Why a List of Email Addresses Is Worse Than It Sounds
A list of 959 corporate emails sounds modest next to the 6.8 billion address dump that hit BreachForums earlier this year. It is not. The ClickUp leak is qualitatively more dangerous because it is selected rather than aggregated.
Every email on this list belongs to someone who:
- Works at a named, identifiable employer (Home Depot, Mayo Clinic, etc.)
- Has decision making access inside ClickUp's enterprise platform
- Is presumably authorized to approve workflow changes, access projects, or hand out new permissions
A phishing crew with this list does not need to spray; they can write one carefully targeted email per victim. Hand it to a vendor pretending to be ClickUp ("we noticed unusual activity on your enterprise account, click here to verify"), and the conversion rate jumps from fractions of a percent to double digits. This is the precise attack pattern currently being used to steal payroll deposits and SSO tokens from US employees.
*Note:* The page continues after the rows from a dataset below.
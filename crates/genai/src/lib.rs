//! Clients for the hosted generation services.
//!
//! [`AnthropicClient`] implements the text-generation port against the
//! Anthropic Messages API; [`OpenAiImageClient`] implements the
//! image-generation port against the OpenAI Images API. Both are thin
//! reqwest wrappers constructed from explicit credentials -- neither reads
//! the process environment.

pub mod anthropic;
pub mod openai;

pub use anthropic::AnthropicClient;
pub use openai::OpenAiImageClient;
The 3,165 feature flags are a parallel disaster. Several leaked entries reportedly mapped beta features to specific customer cohorts, exposing which clients are testing which unreleased ClickUp products. For a competitor, that is a free roadmap. For a social engineer, it is a way to drop the right project name into a fake support email and look authentic.
The Pattern: SaaS Vendors Become Email Pipelines
ClickUp is the latest entry in a 2026 trend that should worry every security team that ever onboarded a productivity SaaS. The pattern is now consistent enough to predict: the SaaS itself does not get encrypted, ransomed, or directly breached. Instead, the SaaS leaks the list of who uses it, and that list becomes the targeting input for the next wave of phishing.
In the past 60 days alone, Crunchyroll lost 6.8 million customer emails through one infected call center laptop, Carnival's Mariner Society had 7.5 million email addresses pulled from a single compromised inbox, and Adobe lost 13 million customer support tickets via one phishing email. Every one of those leaks is now feeding inboxes with tracking pixels and tailored phishing.
ClickUp's mistake is the same kind, just earlier in the chain. There is no breach of customer data—just an unprotected directory listing of who works with ClickUp. That directory listing is exactly the input that fuels the breaches one quarter from now.
What Engineering Teams Should Do Today
If your team uses ClickUp, the immediate question is whether anyone on your domain is in the leaked file. The leaked emails were collected at conferences, demos, and free trial signups in addition to active accounts, so the exposure is broader than your paid seats.
Three actions worth doing now:
- Treat any ClickUp related email landing in your inbox this month as suspicious. Unusual login alerts, "your trial is expiring," password reset prompts—every single one is a credible phishing template after this leak.
- Audit your own front end JavaScript for hardcoded tokens. The Split.io SDK is widespread; so is Stripe, Segment, LaunchDarkly, and Mixpanel. ClickUp's mistake takes thirty seconds to repeat in any framework that ships environment variables to the browser.
- Block tracking pixels in business inboxes. A targeted phishing email with a tracking pixel tells the attacker which user opened, on which device, and from where—telemetry that powers the next step attack.
The more uncomfortable lesson is one ClickUp's certificates cannot paper over: a SOC 2 auditor will not check your homepage source code. A bug bounty program will not fix what its triage marks as resolved. The ticket on HackerOne sat for fifteen months, and the only thing that finally moved it was a researcher willing to publish.